[Extracted records]
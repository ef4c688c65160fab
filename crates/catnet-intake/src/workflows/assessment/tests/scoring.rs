use super::common::*;
use crate::i18n::Locale;
use crate::workflows::assessment::questions::{maximum_total, ScoredQuestion};
use crate::workflows::assessment::scoring::{total_score, RiskTier, ScoringConfig};

#[test]
fn score_is_the_arithmetic_sum_of_all_six_answers() {
    let session = confirmed_session(Locale::Zh);
    let answers = session
        .draft()
        .answers
        .completed()
        .expect("all questions answered");

    assert_eq!(total_score(&answers), 6);
}

#[test]
fn score_is_invariant_to_answer_order() {
    let mut forward = session_at_questions(Locale::Zh);
    for (question, value) in low_boundary_answers() {
        forward.answer(question, value).expect("answer accepted");
    }

    let mut reversed = session_at_questions(Locale::Zh);
    for (question, value) in low_boundary_answers().into_iter().rev() {
        reversed.answer(question, value).expect("answer accepted");
    }

    let forward_answers = forward.draft().answers.completed().expect("complete");
    let reversed_answers = reversed.draft().answers.completed().expect("complete");
    assert_eq!(total_score(&forward_answers), total_score(&reversed_answers));
}

#[test]
fn default_config_matches_the_question_domains() {
    assert_eq!(maximum_total(), ScoringConfig::default().max_score);
}

#[test]
fn classification_is_boundary_inclusive_on_the_low_cutoff() {
    let config = ScoringConfig::default();
    assert_eq!(config.classify(0), RiskTier::Low);
    assert_eq!(config.classify(6), RiskTier::Low);
    assert_eq!(config.classify(7), RiskTier::Medium);
    assert_eq!(config.classify(13), RiskTier::Medium);
    assert_eq!(config.classify(14), RiskTier::High);
    assert_eq!(config.classify(19), RiskTier::High);
}

#[test]
fn raising_cat_count_crosses_into_the_medium_tier() {
    let config = ScoringConfig::default();

    let mut session = session_at_questions(Locale::Zh);
    for (question, value) in low_boundary_answers() {
        session.answer(question, value).expect("answer accepted");
    }
    let answers = session.draft().answers.completed().expect("complete");
    assert_eq!(config.classify(total_score(&answers)), RiskTier::Low);

    session
        .answer(ScoredQuestion::CatCount, 4)
        .expect("raised answer accepted");
    let answers = session.draft().answers.completed().expect("complete");
    assert_eq!(total_score(&answers), 8);
    assert_eq!(config.classify(total_score(&answers)), RiskTier::Medium);
}

#[test]
fn classification_is_monotonic_in_every_question() {
    let config = ScoringConfig::default();

    for question in ScoredQuestion::ordered() {
        let mut session = session_at_questions(Locale::Zh);
        for (base_question, value) in low_boundary_answers() {
            session.answer(base_question, value).expect("answer accepted");
        }

        let mut previous_tier = RiskTier::Low;
        for option in question.options() {
            session
                .answer(question, i64::from(option.value))
                .expect("option value accepted");
            let answers = session.draft().answers.completed().expect("complete");
            let tier = config.classify(total_score(&answers));
            assert!(
                tier >= previous_tier,
                "tier regressed on {question:?} at value {}",
                option.value
            );
            previous_tier = tier;
        }
    }
}

#[test]
fn every_question_flags_at_its_declared_threshold() {
    for question in ScoredQuestion::ordered() {
        let threshold = question.flag_threshold();
        assert!(
            question.accepts(i64::from(threshold)),
            "{question:?} flag threshold must be a reachable option value"
        );
    }
    assert_eq!(ScoredQuestion::CatCount.flag_threshold(), 3);
    assert_eq!(ScoredQuestion::WindowBehavior.flag_threshold(), 2);
}
use super::super::questions::ScoredQuestion;
use super::super::scoring::RiskTier;
use crate::i18n::Locale;
use serde::Serialize;

#[derive(Debug, Clone, Serialize)]
pub struct InfoRow {
    pub label: String,
    pub value: String,
}

#[derive(Debug, Clone, Serialize)]
pub struct ScoreRow {
    pub question: ScoredQuestion,
    pub label: String,
    pub value: u8,
    pub unit: String,
    /// True when the value meets this question's flag threshold; drives the
    /// highlighted styling in the rendered row.
    pub flagged: bool,
}

/// Page 1: the personalized summary.
#[derive(Debug, Clone, Serialize)]
pub struct SummaryPage {
    pub title: String,
    pub date_label: String,
    pub date: String,
    pub tier: RiskTier,
    pub tier_label: String,
    pub total_score: u8,
    pub max_score: u8,
    pub assessment_heading: String,
    pub assessment: String,
    pub recommendation_heading: String,
    pub recommendation: String,
    pub advice_heading: String,
    pub advice: String,
    pub details_heading: String,
    pub basic_info_heading: String,
    pub basic_info: Vec<InfoRow>,
    pub score_heading: String,
    pub scores: Vec<ScoreRow>,
    pub thanks: String,
    pub thanks_detail: String,
    pub thanks_highlight: String,
    pub thanks_note: String,
}

#[derive(Debug, Clone, Serialize)]
pub struct BreedGroup {
    pub title: String,
    pub breeds: Vec<&'static str>,
}

/// Page 2: breed-risk categorization. Draft-independent reference material.
#[derive(Debug, Clone, Serialize)]
pub struct BreedReferencePage {
    pub title: String,
    pub description: String,
    pub groups: Vec<BreedGroup>,
    pub note: String,
}

#[derive(Debug, Clone, Serialize)]
pub struct HouseholdSection {
    pub title: String,
    pub points: Vec<String>,
}

/// Page 3: multi-cat household behavior notes.
#[derive(Debug, Clone, Serialize)]
pub struct MultiCatReferencePage {
    pub title: String,
    pub description: String,
    pub sections: Vec<HouseholdSection>,
    pub note: String,
}

#[derive(Debug, Clone, Serialize)]
pub struct ImpactRow {
    pub behavior: String,
    pub multiplier: &'static str,
    pub impact: &'static str,
    pub description: String,
}

#[derive(Debug, Clone, Serialize)]
pub struct ImpactCallout {
    pub title: String,
    pub detail: String,
}

/// Page 4: physical impact-force reference table.
#[derive(Debug, Clone, Serialize)]
pub struct ImpactReferencePage {
    pub title: String,
    pub description: String,
    pub basis: String,
    pub columns: [String; 4],
    pub rows: Vec<ImpactRow>,
    pub callouts: Vec<ImpactCallout>,
    pub disclaimer: String,
    pub footer: String,
}

/// One self-contained renderable unit handed to the export pipeline.
#[derive(Debug, Clone, Serialize)]
#[serde(tag = "kind", rename_all = "snake_case")]
pub enum ReportPage {
    Summary(SummaryPage),
    BreedReference(BreedReferencePage),
    MultiCatReference(MultiCatReferencePage),
    ImpactReference(ImpactReferencePage),
}

impl ReportPage {
    pub const fn kind(&self) -> &'static str {
        match self {
            ReportPage::Summary(_) => "summary",
            ReportPage::BreedReference(_) => "breed_reference",
            ReportPage::MultiCatReference(_) => "multi_cat_reference",
            ReportPage::ImpactReference(_) => "impact_reference",
        }
    }
}

/// The composed report: pages in the fixed export order.
#[derive(Debug, Clone, Serialize)]
pub struct ReportDocument {
    pub locale: Locale,
    pub file_name: String,
    pub pages: Vec<ReportPage>,
}

impl ReportDocument {
    pub fn page_count(&self) -> usize {
        self.pages.len()
    }
}
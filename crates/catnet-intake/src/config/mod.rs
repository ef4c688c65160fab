use std::env;
use std::fmt;
use std::net::{IpAddr, SocketAddr};

/// Distinguishes runtime behavior for different stages of the service.
#[derive(Debug, Clone, Copy, PartialEq, Eq)]
pub enum AppEnvironment {
    Development,
    Test,
    Production,
}

impl AppEnvironment {
    fn from_str(value: &str) -> Self {
        match value.trim().to_ascii_lowercase().as_str() {
            "prod" | "production" => Self::Production,
            "test" | "ci" => Self::Test,
            _ => Self::Development,
        }
    }
}

/// Top-level configuration for the application.
#[derive(Debug, Clone)]
pub struct AppConfig {
    pub environment: AppEnvironment,
    pub server: ServerConfig,
    pub telemetry: TelemetryConfig,
    pub webhook: WebhookConfig,
}

impl AppConfig {
    pub fn load() -> Result<Self, ConfigError> {
        dotenvy::dotenv().ok();

        let environment = AppEnvironment::from_str(
            &env::var("APP_ENV").unwrap_or_else(|_| "development".to_string()),
        );

        let host = env::var("APP_HOST").unwrap_or_else(|_| "127.0.0.1".to_string());
        let port = env::var("APP_PORT")
            .unwrap_or_else(|_| "3000".to_string())
            .parse::<u16>()
            .map_err(|_| ConfigError::InvalidPort)?;

        let log_level = env::var("APP_LOG_LEVEL").unwrap_or_else(|_| "info".to_string());

        let endpoint = env::var("APP_WEBHOOK_URL")
            .ok()
            .filter(|value| !value.trim().is_empty())
            .unwrap_or_else(|| WebhookConfig::DEFAULT_ENDPOINT.to_string());

        Ok(Self {
            environment,
            server: ServerConfig { host, port },
            telemetry: TelemetryConfig { log_level },
            webhook: WebhookConfig { endpoint },
        })
    }
}

/// Settings controlling the HTTP server binding.
#[derive(Debug, Clone)]
pub struct ServerConfig {
    pub host: String,
    pub port: u16,
}

impl ServerConfig {
    pub fn socket_addr(&self) -> Result<SocketAddr, ConfigError> {
        if self.host.eq_ignore_ascii_case("localhost") {
            return Ok(SocketAddr::new(IpAddr::from([127, 0, 0, 1]), self.port));
        }

        let ip: IpAddr = self
            .host
            .parse()
            .map_err(|source| ConfigError::InvalidHost { source })?;

        Ok(SocketAddr::new(ip, self.port))
    }
}

/// Tracing and metrics controls.
#[derive(Debug, Clone)]
pub struct TelemetryConfig {
    pub log_level: String,
}

/// Destination of the one-way submission post.
#[derive(Debug, Clone)]
pub struct WebhookConfig {
    pub endpoint: String,
}

impl WebhookConfig {
    /// Intake sheet endpoint used when APP_WEBHOOK_URL is unset.
    pub const DEFAULT_ENDPOINT: &'static str =
        "https://script.google.com/macros/s/AKfycbwM2k5r3IAm6TdpT3wtiLITBCQGpxJ1r1NDsjuPRECRO-LbubCLSRatmx-F9Afas0IsDg/exec";
}

#[derive(Debug)]
pub enum ConfigError {
    InvalidPort,
    InvalidHost { source: std::net::AddrParseError },
}

impl fmt::Display for ConfigError {
    fn fmt(&self, f: &mut fmt::Formatter<'_>) -> fmt::Result {
        match self {
            ConfigError::InvalidPort => write!(f, "APP_PORT must be a valid u16"),
            ConfigError::InvalidHost { .. } => {
                write!(f, "APP_HOST must parse to an IPv4 or IPv6 address")
            }
        }
    }
}

impl std::error::Error for ConfigError {
    fn source(&self) -> Option<&(dyn std::error::Error + 'static)> {
        match self {
            ConfigError::InvalidPort => None,
            ConfigError::InvalidHost { source } => Some(source),
        }
    }
}
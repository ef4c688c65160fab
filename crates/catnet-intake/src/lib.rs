pub mod config;
pub mod error;
pub mod i18n;
pub mod telemetry;
pub mod workflows;
use std::sync::Mutex;

use chrono::NaiveDate;

use super::common::*;
use crate::i18n::Locale;
use crate::workflows::assessment::export::{
    export_document, DocumentAssembler, ExportError, ExportedDocument, PageImage, PageRasterizer,
};
use crate::workflows::assessment::report::{compose_report, ReportDocument, ReportPage};
use crate::workflows::assessment::scoring::ScoringConfig;

const PAGE_WIDTH_PX: u32 = 1190;

/// Deterministic stand-in for the real rasterizer: fixed width, height
/// proportional to the page number so assembly order is observable.
struct FixedScaleRasterizer;

impl PageRasterizer for FixedScaleRasterizer {
    fn rasterize(&self, page_number: usize, page: &ReportPage) -> Result<PageImage, ExportError> {
        Ok(PageImage {
            page_number,
            width_px: PAGE_WIDTH_PX,
            height_px: 1600 + page_number as u32,
            bytes: page.kind().as_bytes().to_vec(),
        })
    }
}

struct FailingRasterizer {
    fail_on: usize,
}

impl PageRasterizer for FailingRasterizer {
    fn rasterize(&self, page_number: usize, page: &ReportPage) -> Result<PageImage, ExportError> {
        if page_number == self.fail_on {
            return Err(ExportError::Rasterize {
                page: page_number,
                reason: "canvas unavailable".to_string(),
            });
        }
        FixedScaleRasterizer.rasterize(page_number, page)
    }
}

#[derive(Default)]
struct RecordingAssembler {
    received: Mutex<Vec<usize>>,
}

impl DocumentAssembler for RecordingAssembler {
    fn assemble(
        &self,
        file_name: &str,
        pages: Vec<PageImage>,
    ) -> Result<ExportedDocument, ExportError> {
        let mut received = self.received.lock().expect("assembler mutex poisoned");
        received.extend(pages.iter().map(|page| page.page_number));

        let bytes = pages.iter().flat_map(|page| page.bytes.clone()).collect();
        Ok(ExportedDocument {
            file_name: file_name.to_string(),
            page_count: pages.len(),
            bytes,
        })
    }
}

fn sample_report() -> ReportDocument {
    let session = confirmed_session(Locale::Zh);
    let assessment = session
        .finalize(&ScoringConfig::default())
        .expect("finalizes");
    compose_report(
        &assessment,
        Locale::Zh,
        &ScoringConfig::default(),
        NaiveDate::from_ymd_opt(2026, 8, 7).expect("valid date"),
    )
}

#[test]
fn pages_are_rasterized_and_assembled_in_document_order() {
    let report = sample_report();
    let assembler = RecordingAssembler::default();

    let document = export_document(&report, &FixedScaleRasterizer, &assembler)
        .expect("export succeeds");

    assert_eq!(document.page_count, 4);
    assert_eq!(document.file_name, report.file_name);
    assert_eq!(
        *assembler.received.lock().expect("assembler mutex poisoned"),
        vec![1, 2, 3, 4]
    );
}

#[test]
fn a_rasterizer_failure_aborts_before_assembly() {
    let report = sample_report();
    let assembler = RecordingAssembler::default();

    let result = export_document(&report, &FailingRasterizer { fail_on: 3 }, &assembler);

    match result {
        Err(ExportError::Rasterize { page, .. }) => assert_eq!(page, 3),
        other => panic!("expected rasterize error, got {other:?}"),
    }
    assert!(assembler
        .received
        .lock()
        .expect("assembler mutex poisoned")
        .is_empty());
}
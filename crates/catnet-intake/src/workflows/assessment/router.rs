use std::collections::HashMap;
use std::sync::atomic::{AtomicU64, Ordering};
use std::sync::Arc;

use axum::extract::{Path, Query, State};
use axum::http::StatusCode;
use axum::response::{IntoResponse, Response};
use axum::routing::{get, post};
use axum::{Json, Router};
use chrono::Local;
use serde::{Deserialize, Serialize};
use serde_json::json;
use tokio::sync::Mutex;

use super::dispatch::{DeliveryStatus, SubmissionSink};
use super::domain::{AssessmentError, BuildingType, IntakeStage};
use super::questions::ScoredQuestion;
use super::report::{compose_report, ReportDocument};
use super::scoring::RiskTier;
use super::service::AssessmentService;
use super::session::{BasicInfoUpdate, IntakeSession};
use crate::i18n::{text, Locale};

/// Identifier wrapper for wizard sessions.
#[derive(Debug, Clone, PartialEq, Eq, Hash, Serialize, Deserialize)]
pub struct SessionId(pub String);

static SESSION_SEQUENCE: AtomicU64 = AtomicU64::new(1);

fn next_session_id() -> SessionId {
    let id = SESSION_SEQUENCE.fetch_add(1, Ordering::Relaxed);
    SessionId(format!("intake-{id:06}"))
}

/// In-memory session front door for the HTTP surface. Sessions live for the
/// process lifetime only; there is deliberately no persistence behind this.
pub struct IntakeGateway<S> {
    sessions: Mutex<HashMap<SessionId, IntakeSession>>,
    service: AssessmentService<S>,
}

impl<S> IntakeGateway<S>
where
    S: SubmissionSink + 'static,
{
    pub fn new(service: AssessmentService<S>) -> Self {
        Self {
            sessions: Mutex::new(HashMap::new()),
            service,
        }
    }

    pub fn service(&self) -> &AssessmentService<S> {
        &self.service
    }
}

/// Router builder exposing the wizard over HTTP.
pub fn intake_router<S>(gateway: Arc<IntakeGateway<S>>) -> Router
where
    S: SubmissionSink + 'static,
{
    Router::new()
        .route("/api/v1/assessment/questions", get(questions_handler::<S>))
        .route(
            "/api/v1/assessment/sessions",
            post(create_session_handler::<S>),
        )
        .route(
            "/api/v1/assessment/sessions/:session_id",
            get(session_handler::<S>),
        )
        .route(
            "/api/v1/assessment/sessions/:session_id/basic-info",
            post(basic_info_handler::<S>),
        )
        .route(
            "/api/v1/assessment/sessions/:session_id/answers",
            post(answer_handler::<S>),
        )
        .route(
            "/api/v1/assessment/sessions/:session_id/advance",
            post(advance_handler::<S>),
        )
        .route(
            "/api/v1/assessment/sessions/:session_id/back",
            post(back_handler::<S>),
        )
        .route(
            "/api/v1/assessment/sessions/:session_id/reset",
            post(reset_handler::<S>),
        )
        .route(
            "/api/v1/assessment/sessions/:session_id/submit",
            post(submit_handler::<S>),
        )
        .route(
            "/api/v1/assessment/sessions/:session_id/report",
            get(report_handler::<S>),
        )
        .with_state(gateway)
}

#[derive(Debug, Default, Deserialize)]
pub(crate) struct CreateSessionRequest {
    #[serde(default)]
    pub(crate) locale: Option<Locale>,
}

#[derive(Debug, Deserialize)]
pub(crate) struct AnswerRequest {
    pub(crate) question: ScoredQuestion,
    pub(crate) value: i64,
}

#[derive(Debug, Default, Deserialize)]
pub(crate) struct LocaleQuery {
    #[serde(default)]
    pub(crate) locale: Option<Locale>,
}

#[derive(Debug, Serialize)]
pub(crate) struct AnswerView {
    pub(crate) question: ScoredQuestion,
    /// `-1` is the wire sentinel for "unanswered"; it never appears in a
    /// finalized record.
    pub(crate) value: i16,
    pub(crate) answered: bool,
}

#[derive(Debug, Serialize)]
pub(crate) struct DraftView {
    pub(crate) address: String,
    pub(crate) building_type: Option<BuildingType>,
    pub(crate) building_type_label: Option<String>,
    pub(crate) floor_level: String,
    pub(crate) window_count: String,
    pub(crate) door_count: String,
    pub(crate) heaviest_cat_weight: String,
    pub(crate) answers: Vec<AnswerView>,
}

#[derive(Debug, Serialize)]
pub(crate) struct SessionView {
    pub(crate) session_id: SessionId,
    pub(crate) locale: Locale,
    pub(crate) stage: IntakeStage,
    pub(crate) stage_label: String,
    pub(crate) draft: DraftView,
}

fn session_view(session_id: &SessionId, session: &IntakeSession) -> SessionView {
    let locale = session.locale();
    let draft = session.draft();

    let answers = ScoredQuestion::ordered()
        .into_iter()
        .map(|question| {
            let value = draft.answers.get(question);
            AnswerView {
                question,
                value: value.map(i16::from).unwrap_or(-1),
                answered: value.is_some(),
            }
        })
        .collect();

    SessionView {
        session_id: session_id.clone(),
        locale,
        stage: session.stage(),
        stage_label: text(locale, session.stage().label_key()).to_string(),
        draft: DraftView {
            address: draft.address.clone(),
            building_type: draft.building_type,
            building_type_label: draft
                .building_type
                .map(|building| text(locale, building.label_key()).to_string()),
            floor_level: draft.floor_level.clone(),
            window_count: draft.window_count.clone(),
            door_count: draft.door_count.clone(),
            heaviest_cat_weight: draft.heaviest_cat_weight.clone(),
            answers,
        },
    }
}

#[derive(Debug, Serialize)]
pub(crate) struct OptionView {
    pub(crate) value: u8,
    pub(crate) label: String,
}

#[derive(Debug, Serialize)]
pub(crate) struct QuestionView {
    pub(crate) question: ScoredQuestion,
    pub(crate) payload_key: &'static str,
    pub(crate) title: String,
    pub(crate) minimum: u8,
    pub(crate) flag_threshold: u8,
    pub(crate) options: Vec<OptionView>,
}

#[derive(Debug, Serialize)]
pub(crate) struct QuestionCatalogView {
    pub(crate) locale: Locale,
    pub(crate) questions: Vec<QuestionView>,
}

#[derive(Debug, Serialize)]
pub(crate) struct SubmissionReceiptView {
    pub(crate) session_id: SessionId,
    pub(crate) stage: IntakeStage,
    pub(crate) total_score: u8,
    pub(crate) max_score: u8,
    pub(crate) tier: RiskTier,
    pub(crate) tier_label: String,
    pub(crate) delivery: DeliveryStatus,
    pub(crate) notice: NoticeView,
}

#[derive(Debug, Serialize)]
pub(crate) struct NoticeView {
    pub(crate) title: String,
    pub(crate) detail: String,
}

fn not_found_response(session_id: &str) -> Response {
    let payload = json!({
        "error": format!("session {session_id} not found"),
    });
    (StatusCode::NOT_FOUND, Json(payload)).into_response()
}

fn assessment_error_response(locale: Locale, error: &AssessmentError) -> Response {
    let status = match error {
        AssessmentError::MissingBasicFields(_)
        | AssessmentError::UnansweredQuestions(_)
        | AssessmentError::OptionOutOfRange { .. } => StatusCode::UNPROCESSABLE_ENTITY,
        AssessmentError::NoForwardTransition(_)
        | AssessmentError::NoBackwardTransition
        | AssessmentError::StageMismatch { .. }
        | AssessmentError::AlreadySubmitted => StatusCode::CONFLICT,
    };

    let mut payload = json!({ "error": error.to_string() });
    if let Some(key) = error.notice_key() {
        payload["notice"] = json!({
            "title": text(locale, key),
            "detail": text(locale, &format!("{key}Desc")),
        });
    }

    (status, Json(payload)).into_response()
}

pub(crate) async fn questions_handler<S>(
    State(_gateway): State<Arc<IntakeGateway<S>>>,
    Query(query): Query<LocaleQuery>,
) -> Json<QuestionCatalogView>
where
    S: SubmissionSink + 'static,
{
    let locale = query.locale.unwrap_or_default();

    let questions = ScoredQuestion::ordered()
        .into_iter()
        .map(|question| QuestionView {
            question,
            payload_key: question.payload_key(),
            title: text(locale, question.title_key()).to_string(),
            minimum: question.min_value(),
            flag_threshold: question.flag_threshold(),
            options: question
                .options()
                .iter()
                .map(|option| OptionView {
                    value: option.value,
                    label: text(locale, option.label_key).to_string(),
                })
                .collect(),
        })
        .collect();

    Json(QuestionCatalogView { locale, questions })
}

pub(crate) async fn create_session_handler<S>(
    State(gateway): State<Arc<IntakeGateway<S>>>,
    request: Option<Json<CreateSessionRequest>>,
) -> Response
where
    S: SubmissionSink + 'static,
{
    let locale = request
        .and_then(|Json(request)| request.locale)
        .unwrap_or_default();

    let session_id = next_session_id();
    let session = IntakeSession::new(locale);
    let view = session_view(&session_id, &session);

    let mut sessions = gateway.sessions.lock().await;
    sessions.insert(session_id, session);

    (StatusCode::CREATED, Json(view)).into_response()
}

pub(crate) async fn session_handler<S>(
    State(gateway): State<Arc<IntakeGateway<S>>>,
    Path(session_id): Path<String>,
) -> Response
where
    S: SubmissionSink + 'static,
{
    let sessions = gateway.sessions.lock().await;
    let id = SessionId(session_id);
    match sessions.get(&id) {
        Some(session) => (StatusCode::OK, Json(session_view(&id, session))).into_response(),
        None => not_found_response(&id.0),
    }
}

pub(crate) async fn basic_info_handler<S>(
    State(gateway): State<Arc<IntakeGateway<S>>>,
    Path(session_id): Path<String>,
    Json(update): Json<BasicInfoUpdate>,
) -> Response
where
    S: SubmissionSink + 'static,
{
    let mut sessions = gateway.sessions.lock().await;
    let id = SessionId(session_id);
    let Some(session) = sessions.get_mut(&id) else {
        return not_found_response(&id.0);
    };

    match session.update_basic(update) {
        Ok(()) => (StatusCode::OK, Json(session_view(&id, session))).into_response(),
        Err(error) => assessment_error_response(session.locale(), &error),
    }
}

pub(crate) async fn answer_handler<S>(
    State(gateway): State<Arc<IntakeGateway<S>>>,
    Path(session_id): Path<String>,
    Json(request): Json<AnswerRequest>,
) -> Response
where
    S: SubmissionSink + 'static,
{
    let mut sessions = gateway.sessions.lock().await;
    let id = SessionId(session_id);
    let Some(session) = sessions.get_mut(&id) else {
        return not_found_response(&id.0);
    };

    match session.answer(request.question, request.value) {
        Ok(()) => (StatusCode::OK, Json(session_view(&id, session))).into_response(),
        Err(error) => assessment_error_response(session.locale(), &error),
    }
}

pub(crate) async fn advance_handler<S>(
    State(gateway): State<Arc<IntakeGateway<S>>>,
    Path(session_id): Path<String>,
) -> Response
where
    S: SubmissionSink + 'static,
{
    let mut sessions = gateway.sessions.lock().await;
    let id = SessionId(session_id);
    let Some(session) = sessions.get_mut(&id) else {
        return not_found_response(&id.0);
    };

    match session.advance() {
        Ok(_) => (StatusCode::OK, Json(session_view(&id, session))).into_response(),
        Err(error) => assessment_error_response(session.locale(), &error),
    }
}

pub(crate) async fn back_handler<S>(
    State(gateway): State<Arc<IntakeGateway<S>>>,
    Path(session_id): Path<String>,
) -> Response
where
    S: SubmissionSink + 'static,
{
    let mut sessions = gateway.sessions.lock().await;
    let id = SessionId(session_id);
    let Some(session) = sessions.get_mut(&id) else {
        return not_found_response(&id.0);
    };

    match session.back() {
        Ok(_) => (StatusCode::OK, Json(session_view(&id, session))).into_response(),
        Err(error) => assessment_error_response(session.locale(), &error),
    }
}

pub(crate) async fn reset_handler<S>(
    State(gateway): State<Arc<IntakeGateway<S>>>,
    Path(session_id): Path<String>,
) -> Response
where
    S: SubmissionSink + 'static,
{
    let mut sessions = gateway.sessions.lock().await;
    let id = SessionId(session_id);
    let Some(session) = sessions.get_mut(&id) else {
        return not_found_response(&id.0);
    };

    session.reset();
    (StatusCode::OK, Json(session_view(&id, session))).into_response()
}

pub(crate) async fn submit_handler<S>(
    State(gateway): State<Arc<IntakeGateway<S>>>,
    Path(session_id): Path<String>,
) -> Response
where
    S: SubmissionSink + 'static,
{
    let mut sessions = gateway.sessions.lock().await;
    let id = SessionId(session_id);
    let Some(session) = sessions.get_mut(&id) else {
        return not_found_response(&id.0);
    };

    let locale = session.locale();
    match gateway.service.submit(session).await {
        Ok(receipt) => {
            let notice = if receipt.delivery.is_delivered() {
                NoticeView {
                    title: text(locale, "toast.success").to_string(),
                    detail: text(locale, "toast.successDesc").to_string(),
                }
            } else {
                NoticeView {
                    title: text(locale, "toast.error").to_string(),
                    detail: text(locale, "toast.errorDesc").to_string(),
                }
            };

            let view = SubmissionReceiptView {
                session_id: id.clone(),
                stage: session.stage(),
                total_score: receipt.total_score,
                max_score: receipt.max_score,
                tier: receipt.tier,
                tier_label: text(locale, receipt.tier.banner_key()).to_string(),
                delivery: receipt.delivery,
                notice,
            };

            (StatusCode::OK, Json(view)).into_response()
        }
        Err(error) => assessment_error_response(locale, &error),
    }
}

pub(crate) async fn report_handler<S>(
    State(gateway): State<Arc<IntakeGateway<S>>>,
    Path(session_id): Path<String>,
    Query(query): Query<LocaleQuery>,
) -> Response
where
    S: SubmissionSink + 'static,
{
    let sessions = gateway.sessions.lock().await;
    let id = SessionId(session_id);
    let Some(session) = sessions.get(&id) else {
        return not_found_response(&id.0);
    };

    let locale = query.locale.unwrap_or(session.locale());
    match session.finalize(gateway.service.scoring()) {
        Ok(assessment) => {
            let today = Local::now().date_naive();
            let report: ReportDocument =
                compose_report(&assessment, locale, gateway.service.scoring(), today);
            (StatusCode::OK, Json(report)).into_response()
        }
        Err(error) => assessment_error_response(locale, &error),
    }
}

(ABOUT THIS TASK):
Look for the string "BreedGroup" in the records, and copy every line where it is found.

(EXPECTED ANSWER):
pub struct BreedGroup {
    pub groups: Vec<BreedGroup>,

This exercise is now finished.